Tyler: The passive exchange-traded fund (ETF) market in India reached USD 25 billion in 2020. While this is modest compared with more established markets, the growth trajectory has picked up significantly in recent years; the 10-year CAGR sits at 49%, which is over twice the annual growth rate of the global ETF market overall. As we have seen in more developed markets, the ETF sponsors that establish a footprint early on tend to remain at the forefront as the market grows.  

2. Some investors in India still prefer active management despite increased interest in and availability of passive strategies. What have been some of the influences of a shift to passive in other emerging markets?
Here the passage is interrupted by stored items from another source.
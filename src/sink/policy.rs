//! Sync and rotation policies.

use serde::{Deserialize, Serialize};
use std::fmt::Debug;
use std::time::Duration;
use tokio::time::Instant;

/// Decides when buffered records must be flushed to durable storage.
pub trait SyncPolicy: Send + Sync + Debug {
  /// Notes one appended record of `bytes` bytes. Returns true if a flush is due.
  fn mark(&mut self, bytes: usize) -> bool;

  /// Called after every successful flush.
  fn reset(&mut self);
}

/// Flushes after every `count` records.
#[derive(Debug, Clone, PartialEq, Eq)]
pub struct CountSyncPolicy {
  count: usize,
  executed: usize,
}

impl CountSyncPolicy {
  /// Creates a policy flushing after `count` records (at least one).
  pub fn new(count: usize) -> Self {
    Self {
      count: count.max(1),
      executed: 0,
    }
  }

  /// Records marked since the last reset.
  pub fn executed(&self) -> usize {
    self.executed
  }
}

impl SyncPolicy for CountSyncPolicy {
  fn mark(&mut self, _bytes: usize) -> bool {
    self.executed += 1;
    self.executed >= self.count
  }

  fn reset(&mut self) {
    self.executed = 0;
  }
}

/// Decides when the active segment is closed and replaced.
#[derive(Debug, Clone, Copy, PartialEq, Eq, Serialize, Deserialize)]
#[serde(rename_all = "snake_case")]
pub enum RotationPolicy {
  /// Rotate when this much wall-clock time has passed since the segment
  /// was opened.
  Timed(#[serde(with = "crate::backoff::millis")] Duration),
  /// Rotate once the segment holds at least this many bytes.
  FileSize(u64),
  /// Never rotate.
  Never,
}

impl Default for RotationPolicy {
  fn default() -> Self {
    RotationPolicy::Timed(Duration::from_secs(60))
  }
}

impl RotationPolicy {
  /// True if a segment of `bytes` bytes must be rotated.
  pub fn size_due(&self, bytes: u64) -> bool {
    matches!(self, RotationPolicy::FileSize(limit) if bytes >= *limit)
  }

  /// When a segment armed at `anchor` becomes due for timed rotation.
  pub fn deadline(&self, anchor: Instant) -> Option<Instant> {
    match self {
      RotationPolicy::Timed(interval) => Some(anchor + *interval),
      _ => None,
    }
  }

  /// True if a segment armed at `anchor` is due for timed rotation at `now`.
  pub fn time_due(&self, anchor: Instant, now: Instant) -> bool {
    self.deadline(anchor).is_some_and(|deadline| now >= deadline)
  }
}
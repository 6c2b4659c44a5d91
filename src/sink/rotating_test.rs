use super::*;
use crate::backoff::Backoff;
use crate::error::{ComponentInfo, PipelineStage};
use crate::events::{MemoryReporter, PipelineEvent};
use crate::record::{LineRecord, PartitionId, RecordRef};
use crate::storage::MemoryStorage;
use std::sync::Arc;
use std::time::Duration;

fn line(offset: u64, text: &str) -> LineRecord {
  LineRecord {
    origin: RecordRef::new(PartitionId(0), offset),
    line: text.to_string(),
    len: text.chars().count(),
  }
}

fn refs(offsets: &[u64]) -> Vec<RecordRef> {
  offsets
    .iter()
    .map(|o| RecordRef::new(PartitionId(0), *o))
    .collect()
}

fn settings(rotation: RotationPolicy, retries: u32) -> SinkSettings {
  SinkSettings {
    file_names: DefaultFileNameFormat::new()
      .with_path("/data/storm")
      .with_prefix("app_")
      .with_extension(".log"),
    rotation,
    sync_interval: None,
    max_write_retries: retries,
    retry_backoff: Backoff::new(Duration::from_millis(10), Duration::from_millis(100)),
  }
}

fn sink_from(
  storage: &MemoryStorage,
  reporter: &MemoryReporter,
  sync_every: usize,
  settings: SinkSettings,
) -> RotatingSink {
  RotatingSink::new(
    ComponentInfo::new("hdfs-bolt", PipelineStage::Sink, 0),
    Arc::new(storage.clone()),
    Arc::new(DelimitedRecordFormat::new().with_field_delimiter("\t")),
    Box::new(CountSyncPolicy::new(sync_every)),
    settings,
    Arc::new(reporter.clone()),
  )
}

fn sink_with(
  storage: &MemoryStorage,
  reporter: &MemoryReporter,
  sync_every: usize,
  rotation: RotationPolicy,
  retries: u32,
) -> RotatingSink {
  sink_from(storage, reporter, sync_every, settings(rotation, retries))
}

#[test]
fn test_delimited_format() {
  let format = DelimitedRecordFormat::new().with_field_delimiter("\t");
  assert_eq!(format.format(&line(0, "HELLO WORLD")), b"HELLO WORLD\t11\n");

  let csv = DelimitedRecordFormat::default();
  assert_eq!(csv.format(&line(0, "A")), b"A,1\n");
}

#[test]
fn test_file_name_format() {
  let names = DefaultFileNameFormat::new()
    .with_path("/data/storm/")
    .with_prefix("app_")
    .with_extension(".log");
  assert_eq!(names.name("hdfs-bolt", 3, 2, 1_700_000), "app_hdfs-bolt-3-2-1700000.log");
  assert_eq!(
    names.segment_path("hdfs-bolt", 0, 0, 5),
    std::path::PathBuf::from("/data/storm/app_hdfs-bolt-0-0-5.log")
  );
}

#[test]
fn test_count_sync_policy() {
  let mut policy = CountSyncPolicy::new(3);
  assert!(!policy.mark(10));
  assert!(!policy.mark(10));
  assert!(policy.mark(10));
  policy.reset();
  assert_eq!(policy.executed(), 0);
  assert!(!policy.mark(10));
}

#[test]
fn test_rotation_policy_triggers() {
  assert!(RotationPolicy::FileSize(100).size_due(100));
  assert!(!RotationPolicy::FileSize(100).size_due(99));
  assert!(!RotationPolicy::Never.size_due(u64::MAX));

  let start = tokio::time::Instant::now();
  let timed = RotationPolicy::Timed(Duration::from_secs(60));
  assert!(!timed.time_due(start, start + Duration::from_secs(59)));
  assert!(timed.time_due(start, start + Duration::from_secs(60)));
  assert!(!RotationPolicy::Never.time_due(start, start + Duration::from_secs(3600)));
}

#[tokio::test(start_paused = true)]
async fn test_acks_only_after_sync() {
  let storage = MemoryStorage::new();
  let reporter = MemoryReporter::new();
  let mut sink = sink_with(&storage, &reporter, 3, RotationPolicy::Never, 3);

  assert!(sink.accept(line(0, "A")).await.unwrap().is_empty());
  assert!(sink.accept(line(1, "B")).await.unwrap().is_empty());
  assert_eq!(sink.pending().len(), 2);
  assert!(storage.durable_lines().is_empty());

  let acked = sink.accept(line(2, "C")).await.unwrap();
  assert_eq!(acked, refs(&[0, 1, 2]));
  assert_eq!(storage.flush_calls(), 1);
  assert_eq!(storage.durable_lines(), vec!["A\t1", "B\t1", "C\t1"]);
  assert!(sink.pending().is_empty());
}

#[tokio::test(start_paused = true)]
async fn test_flush_retry_acks_exactly_once() {
  let storage = MemoryStorage::new();
  let reporter = MemoryReporter::new();
  let mut sink = sink_with(&storage, &reporter, 3, RotationPolicy::Never, 3);
  storage.fail_next_flushes(1);

  sink.accept(line(0, "A")).await.unwrap();
  sink.accept(line(1, "B")).await.unwrap();
  let acked = sink.accept(line(2, "C")).await.unwrap();

  assert_eq!(acked, refs(&[0, 1, 2]));
  assert_eq!(storage.flush_calls(), 2);
  assert_eq!(storage.successful_flushes(), 1);
  assert_eq!(sink.stats().acknowledged, 3);
  assert_eq!(
    reporter.count(|e| matches!(e, PipelineEvent::StorageRetry { attempt: 1, .. })),
    1
  );

  // Nothing left to acknowledge on the next flush.
  let more = sink.finish().await.unwrap();
  assert!(more.is_empty());
}

#[tokio::test(start_paused = true)]
async fn test_exhausted_retries_are_fatal() {
  let storage = MemoryStorage::new();
  let reporter = MemoryReporter::new();
  let mut sink = sink_with(&storage, &reporter, 2, RotationPolicy::Never, 2);
  storage.fail_next_flushes(10);

  sink.accept(line(0, "A")).await.unwrap();
  let err = sink.accept(line(1, "B")).await.unwrap_err();
  assert_eq!(err.unacked(), refs(&[0, 1]).as_slice());
  assert!(matches!(err, SinkError::Fatal { operation: "flush", .. }));
  assert_eq!(storage.flush_calls(), 3);

  let closed = sink.accept(line(2, "C")).await.unwrap_err();
  assert!(matches!(closed, SinkError::Closed(_)));
  assert!(closed.unacked().is_empty());
}

#[tokio::test(start_paused = true)]
async fn test_fatal_error_releases_segment() {
  let storage = MemoryStorage::new();
  let reporter = MemoryReporter::new();
  let mut sink = sink_with(&storage, &reporter, 10, RotationPolicy::Never, 1);

  sink.accept(line(0, "A")).await.unwrap();
  let path = sink.current_segment().cloned().unwrap();
  assert_eq!(storage.open_segments(), 1);

  storage.fail_next_appends(5);
  sink.accept(line(1, "B")).await.unwrap_err();
  assert!(sink.current_segment().is_none());
  assert_eq!(storage.open_segments(), 0);

  // Unflushed bytes are discarded; both records were failed upstream.
  let file = storage.file(&path).unwrap();
  assert!(file.closed);
  assert!(file.durable.is_empty());
  assert!(file.buffered.is_empty());
}

#[tokio::test(start_paused = true)]
async fn test_sync_interval_bounds_ack_latency() {
  let storage = MemoryStorage::new();
  let reporter = MemoryReporter::new();
  let mut sink = sink_from(
    &storage,
    &reporter,
    1000,
    SinkSettings {
      sync_interval: Some(Duration::from_secs(5)),
      ..settings(RotationPolicy::Never, 3)
    },
  );
  assert_eq!(sink.next_deadline(), None);

  sink.accept(line(0, "A")).await.unwrap();
  tokio::time::advance(Duration::from_secs(2)).await;
  sink.accept(line(1, "B")).await.unwrap();
  let deadline = sink.next_deadline().unwrap();

  tokio::time::advance(Duration::from_secs(2)).await;
  assert!(sink.tick().await.unwrap().is_empty());
  assert!(storage.durable_lines().is_empty());

  tokio::time::sleep_until(deadline).await;
  assert_eq!(sink.tick().await.unwrap(), refs(&[0, 1]));
  assert_eq!(storage.durable_lines(), vec!["A\t1", "B\t1"]);
  assert_eq!(sink.next_deadline(), None);

  // The interval restarts with the next record, not the segment.
  tokio::time::advance(Duration::from_secs(30)).await;
  sink.accept(line(2, "C")).await.unwrap();
  let next = sink.next_deadline().unwrap();
  assert_eq!(next - tokio::time::Instant::now(), Duration::from_secs(5));
}

#[tokio::test(start_paused = true)]
async fn test_failed_append_reports_incoming_record() {
  let storage = MemoryStorage::new();
  let reporter = MemoryReporter::new();
  let mut sink = sink_with(&storage, &reporter, 10, RotationPolicy::Never, 1);

  sink.accept(line(0, "A")).await.unwrap();
  storage.fail_next_appends(5);
  let err = sink.accept(line(1, "B")).await.unwrap_err();
  assert_eq!(err.unacked(), refs(&[0, 1]).as_slice());
}

#[tokio::test(start_paused = true)]
async fn test_timed_rotation_closes_segment() {
  let storage = MemoryStorage::new();
  let reporter = MemoryReporter::new();
  let mut sink = sink_with(
    &storage,
    &reporter,
    1000,
    RotationPolicy::Timed(Duration::from_secs(60)),
    3,
  );

  sink.accept(line(0, "R1")).await.unwrap();
  sink.accept(line(1, "R2")).await.unwrap();
  let first = sink.current_segment().cloned().unwrap();

  tokio::time::advance(Duration::from_secs(61)).await;
  let acked = sink.tick().await.unwrap();
  assert_eq!(acked, refs(&[0, 1]));

  let closed = storage.file(&first).unwrap();
  assert!(closed.closed);
  assert_eq!(closed.durable_text(), "R1\t2\nR2\t2\n");

  sink.accept(line(2, "R3")).await.unwrap();
  let second = sink.current_segment().cloned().unwrap();
  assert_ne!(first, second);
  assert_eq!(storage.appends_after_close(), 0);
  assert_eq!(storage.file(&first).unwrap().durable_text(), "R1\t2\nR2\t2\n");
  assert_eq!(sink.stats().rotations, 1);
  assert_eq!(
    reporter.count(|e| matches!(e, PipelineEvent::SegmentRotated { records: 2, .. })),
    1
  );
}

#[tokio::test(start_paused = true)]
async fn test_timed_rotation_is_checked_before_append() {
  let storage = MemoryStorage::new();
  let reporter = MemoryReporter::new();
  let mut sink = sink_with(
    &storage,
    &reporter,
    1000,
    RotationPolicy::Timed(Duration::from_secs(60)),
    3,
  );

  sink.accept(line(0, "R1")).await.unwrap();
  tokio::time::advance(Duration::from_secs(90)).await;
  let acked = sink.accept(line(1, "R2")).await.unwrap();
  assert_eq!(acked, refs(&[0]));
  assert_eq!(storage.files().len(), 2);
}

#[tokio::test(start_paused = true)]
async fn test_timed_rotation_skips_empty_segment() {
  let storage = MemoryStorage::new();
  let reporter = MemoryReporter::new();
  let mut sink = sink_with(
    &storage,
    &reporter,
    1000,
    RotationPolicy::Timed(Duration::from_secs(60)),
    3,
  );

  let armed = sink.next_deadline().unwrap();
  tokio::time::advance(Duration::from_secs(61)).await;
  assert!(sink.tick().await.unwrap().is_empty());
  assert!(storage.files().is_empty());
  assert!(sink.next_deadline().unwrap() > armed);
}

#[tokio::test(start_paused = true)]
async fn test_size_rotation() {
  let storage = MemoryStorage::new();
  let reporter = MemoryReporter::new();
  // "AAAA\t4\n" is 7 bytes; two records cross the limit.
  let mut sink = sink_with(&storage, &reporter, 1000, RotationPolicy::FileSize(10), 3);

  assert!(sink.accept(line(0, "AAAA")).await.unwrap().is_empty());
  let acked = sink.accept(line(1, "BBBB")).await.unwrap();
  assert_eq!(acked, refs(&[0, 1]));
  assert!(sink.current_segment().is_none());

  sink.accept(line(2, "CCCC")).await.unwrap();
  let files = storage.files();
  assert_eq!(files.len(), 2);
  assert!(files.iter().any(|(_, f)| f.closed && f.durable_text() == "AAAA\t4\nBBBB\t4\n"));
}

#[tokio::test(start_paused = true)]
async fn test_finish_flushes_and_closes() {
  let storage = MemoryStorage::new();
  let reporter = MemoryReporter::new();
  let mut sink = sink_with(&storage, &reporter, 1000, RotationPolicy::Never, 3);

  sink.accept(line(0, "A")).await.unwrap();
  sink.accept(line(1, "B")).await.unwrap();
  let path = sink.current_segment().cloned().unwrap();

  let acked = sink.finish().await.unwrap();
  assert_eq!(acked, refs(&[0, 1]));
  let file = storage.file(&path).unwrap();
  assert!(file.closed);
  assert_eq!(file.durable_text(), "A\t1\nB\t1\n");
  assert!(matches!(
    sink.accept(line(2, "C")).await,
    Err(SinkError::Closed(_))
  ));
}

#[tokio::test(start_paused = true)]
async fn test_segment_names_follow_format() {
  let storage = MemoryStorage::new();
  let reporter = MemoryReporter::new();
  let mut sink = sink_with(&storage, &reporter, 1, RotationPolicy::Never, 3);

  sink.accept(line(0, "A")).await.unwrap();
  let path = sink.current_segment().cloned().unwrap();
  let name = path.file_name().unwrap().to_string_lossy().into_owned();
  assert!(path.starts_with("/data/storm"));
  assert!(name.starts_with("app_hdfs-bolt-0-0-"));
  assert!(name.ends_with(".log"));
  assert_eq!(
    reporter.count(|e| matches!(e, PipelineEvent::SegmentOpened { .. })),
    1
  );
}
Tyler: Passive is certainly making inroads. In just the past two years, passive ETFs have grown from 2% of the Indian mutual fund industry to over 9%. The driver of this appears to be the same driver that exists in other markets that have seen a similar shift: potential value. Passive investing has historically provided a cheaper alternative for gaining broad exposure to the markets than active management. Despite often lower costs, passive access to markets hasn’t necessarily come at the expense of returns. For example, our headline index in India, the S&P BSE 100, has outperformed over 82% of active funds over a five-year period. (Note, however, index performance is not the same as fund performance. Index performance does not account for management fees, transaction costs, or other expenses.) Typically, if investors start to see that type of outperformance, the shift to passive tends to occur naturally. Our biannual S&P Indices Versus Active Funds (SPIVA®) Scorecards show that, over the long-run, passive outperforms active. That evidence can be compelling for investors looking to limit costs while keeping long-term goals in reach.

3. Liquidity has been a big problem in India historically. Can you talk about the effectiveness of liquidity enhancement programs where secondary market transactions are persistently low? What have similar markets done to boost liquidity that we could also consider?

Tyler: ETF market makers exist to help create an efficient, liquid trading market. Liquidity enhancement programs exist globally and have historically proven effective in developing liquidity for new and lesser-known products. These programs are really only one piece of the liquidity puzzle though. Something as simple as analyst coverage and increased communication to the target investor base can usually go a long way in helping to build and sustain liquidity.